The Algerian road network is the densest in Africa; its length is estimated at 180,000 km (110,000 mi) of highways, with more than 3,756 structures and a paving rate of 85%. This network will be complemented by the East-West Highway, a major infrastructure project currently under construction. It is a 3-way, 1,216-kilometre-long (756 mi) highway, linking Annaba in the extreme east to the Tlemcen in the far west. Algeria is also crossed by the Trans-Sahara Highway, which is now completely paved. This road is supported by the Algerian government to increase trade between the six countries crossed: Algeria, Mali, Niger, Nigeria, Chad, and Tunisia.




Historical populations (in thousands)
Year Pop. ±% p.a.
1856 2,496 —
1872 2,416 −0.20%
1886 3,752 +3.19%
1906 4,721 +1.16%
1926 5,444 +0.72%
1931 5,902 +1.63%
1936 6,510 +1.98%
1948 7,787 +1.50%
1954 8,615 +1.70%
1966 12,022 +2.82%
1977 16,948 +3.17%
1987 23,051 +3.12%
1998 29,113 +2.15%
2008 34,080 +1.59%
2013 37,900 +2.15%



In January 2016 Algeria’s population was an estimated 40.4 million, who are mainly Arab-Berber ethnically. At the outset of the 20th century, its population was approximately four million. About 90% of Algerians live in the northern, coastal area; the inhabitants of the Sahara desert are mainly concentrated in oases, although some 1.5 million remain nomadic or partly nomadic. 28.1% of Algerians are under the age of 15.



Women make up 70% of the country’s lawyers and 60% of its judges and also dominate the field of medicine. Increasingly, women are contributing more to household income than men. 60% of university students are women, according to university researchers.
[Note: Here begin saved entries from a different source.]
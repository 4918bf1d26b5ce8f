use async_trait::async_trait;
use sha2::{Digest, Sha256};
use tracing::{info, warn};

use crate::models::operation::{
    is_recognizable_crs, OperationDescriptor, OperationKind, ReprojectParams, ResamplingMethod,
};
use crate::services::geo::ReprojectRequest;
use crate::services::operations::{
    milestone, mismatched, Collaborators, OperationContext, OperationError, OperationHandler,
    OperationOutcome,
};

/// Per-band kernel used when warping. Kernel choice belongs to Resample.
pub const REPROJECT_KERNEL: ResamplingMethod = ResamplingMethod::Nearest;

pub struct ReprojectHandler {
    collab: Collaborators,
}

impl ReprojectHandler {
    pub fn new(collab: Collaborators) -> Self {
        Self { collab }
    }

    pub async fn reproject(
        &self,
        params: &ReprojectParams,
        ctx: &OperationContext,
    ) -> Result<OperationOutcome, OperationError> {
        let c = &self.collab;
        info!(job_id = %ctx.job_id(), raster = %params.raster_path, target_crs = %params.target_crs, "Starting reproject operation");

        c.require_exists(&params.raster_path, "Raster").await?;
        let raster = c.raster(&params.raster_path).await?;
        if !is_recognizable_crs(&params.target_crs) {
            return Err(OperationError::Validation(format!(
                "Invalid CRS format: {}",
                params.target_crs
            )));
        }
        ctx.progress(milestone::VALIDATED, "Validating input file and CRS...").await?;

        if c.same_crs(&raster.crs, &params.target_crs).await? {
            warn!(job_id = %ctx.job_id(), crs = %params.target_crs, "Raster already in target CRS");
            return Ok(OperationOutcome::unchanged(
                &params.raster_path,
                "Raster is already in the target CRS",
            ));
        }

        let output_path = c.resolve_output(
            &params.raster_path,
            &format!("reprojected_{}", crs_suffix(&params.target_crs)),
            params.output_name.as_deref(),
        );

        ctx.progress(milestone::COMPUTING, "Reprojecting raster...").await?;
        info!(job_id = %ctx.job_id(), from = %raster.crs, to = %params.target_crs, "Reprojecting");
        let request = ReprojectRequest {
            raster_path: params.raster_path.clone(),
            target_crs: params.target_crs.clone(),
            output_path,
            resampling: REPROJECT_KERNEL,
        };
        let result_path = ctx
            .guard(async { Ok(c.geo.reproject_raster(&request).await?) })
            .await?;

        ctx.progress(milestone::FINALIZING, "Finalizing...").await?;
        c.confirm_written(&result_path, "Reprojected").await?;

        Ok(OperationOutcome::created(
            result_path,
            "Reprojection completed successfully",
        ))
    }
}

const MAX_CRS_FRAGMENT: usize = 40;
const CRS_FRAGMENT_PREFIX: usize = 24;

/// File-name fragment for a CRS: `EPSG:4326` becomes `EPSG_4326`.
///
/// Anything outside `[A-Za-z0-9_-]` becomes `_`. Long definitions (WKT) keep a
/// short prefix plus a hash of the full string.
pub fn crs_suffix(crs: &str) -> String {
    let mut fragment = String::with_capacity(crs.len());
    for ch in crs.trim().chars().filter(|&c| c != '+') {
        let ch = if ch.is_ascii_alphanumeric() || ch == '-' { ch } else { '_' };
        if ch == '_' && (fragment.is_empty() || fragment.ends_with('_')) {
            continue;
        }
        fragment.push(ch);
    }
    while fragment.ends_with('_') {
        fragment.pop();
    }

    if fragment.is_empty() || fragment.len() > MAX_CRS_FRAGMENT {
        let digest = format!("{:x}", Sha256::digest(crs.as_bytes()));
        fragment.truncate(CRS_FRAGMENT_PREFIX);
        while fragment.ends_with('_') {
            fragment.pop();
        }
        if fragment.is_empty() {
            fragment.push_str("crs");
        }
        fragment.push('_');
        fragment.push_str(&digest[..8]);
    }
    fragment
}

#[async_trait]
impl OperationHandler for ReprojectHandler {
    fn kind(&self) -> OperationKind {
        OperationKind::Reproject
    }

    async fn run(
        &self,
        descriptor: &OperationDescriptor,
        ctx: &OperationContext,
    ) -> Result<OperationOutcome, OperationError> {
        match descriptor {
            OperationDescriptor::Reproject(params) => self.reproject(params, ctx).await,
            other => Err(mismatched(OperationKind::Reproject, other)),
        }
    }
}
Between 90,000 and 165,000 Sahrawis from Western Sahara live in the Sahrawi refugee camps, in the western Algerian Sahara desert. There are also more than 4,000 Palestinian refugees, who are well integrated and have not asked for assistance from the United Nations High Commissioner for Refugees (UNHCR). In 2009, 35,000 Chinese migrant workers lived in Algeria.



The largest concentration of Algerian migrants outside Algeria is in France, which has reportedly over 1.7 million Algerians of up to the second generation.



Ethnic groups

Indigenous Berbers as well as Phoenicians, Romans, Byzantine Greeks, Arabs, Turks, various Sub-Saharan Africans, and French have contributed to the history of Algeria. Descendants of Andalusian refugees are also present in the population of Algiers and other cities. Moreover, Spanish was spoken by these Aragoneseand Castillian Morisco descendants deep into the 18th century, and even Catalan was spoken at the same time by Catalan Morisco descendants in the small town of Grish El-Oued.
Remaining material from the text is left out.